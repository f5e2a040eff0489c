//! `somnio show` command

use crate::cli::Cli;
use crate::commands::format::print_json;
use crate::output_by_format_result;
use somnio_core::dream::Dream;
use somnio_core::error::{Result, SomnioError};
use somnio_core::store::Store;

fn print_dream(dream: &Dream) {
    println!("{}", dream.title);
    println!("id: {}", dream.id);
    println!("user: {}", dream.user_id);
    if let Some(date) = dream.date {
        println!("date: {}", date);
    }
    if let Some(emotion) = &dream.emotion {
        println!("emotion: {}", emotion);
    }
    if !dream.tags.is_empty() {
        println!("tags: {}", dream.tags.join(", "));
    }
    println!("visibility: {}", if dream.is_public { "public" } else { "private" });
    if dream.lucid_dream {
        println!("lucid: yes");
    }
    if dream.recurring {
        println!("recurring: yes");
    }
    if !dream.description.is_empty() {
        println!();
        println!("{}", dream.description);
    }
}

/// Execute the show command
pub fn execute(cli: &Cli, store: &Store, id: &str) -> Result<()> {
    let dream = store
        .db()
        .get_dream(id)?
        .ok_or_else(|| SomnioError::not_found("dream", id))?;

    output_by_format_result!(cli.format,
        json => { print_json(&dream) },
        human => { print_dream(&dream); }
    )
}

Activity — Write out the records shown above, exactly as they appear.

Answer to this exercise —
repository f5e2a040eff0489c
//! `somnio show` command

use crate::cli::Cli;
use crate::commands::format::print_json;
use crate::output_by_format_result;
use somnio_core::dream::Dream;
use somnio_core::error::{Result, SomnioError};
use somnio_core::store::Store;

fn print_dream(dream: &Dream) {
    println!("{}", dream.title);
    println!("id: {}", dream.id);
    println!("user: {}", dream.user_id);
    if let Some(date) = dream.date {
        println!("date: {}", date);
    }
    if let Some(emotion) = &dream.emotion {
        println!("emotion: {}", emotion);
    }
    if !dream.tags.is_empty() {
        println!("tags: {}", dream.tags.join(", "));
    }
    println!("visibility: {}", if dream.is_public { "public" } else { "private" });
    if dream.lucid_dream {
        println!("lucid: yes");
    }
    if dream.recurring {
        println!("recurring: yes");
    }
    if !dream.description.is_empty() {
        println!();
        println!("{}", dream.description);
    }
}

/// Execute the show command
pub fn execute(cli: &Cli, store: &Store, id: &str) -> Result<()> {
    let dream = store
        .db()
        .get_dream(id)?
        .ok_or_else(|| SomnioError::not_found("dream", id))?;

    output_by_format_result!(cli.format,
        json => { print_json(&dream) },
        human => { print_dream(&dream); }
    )
}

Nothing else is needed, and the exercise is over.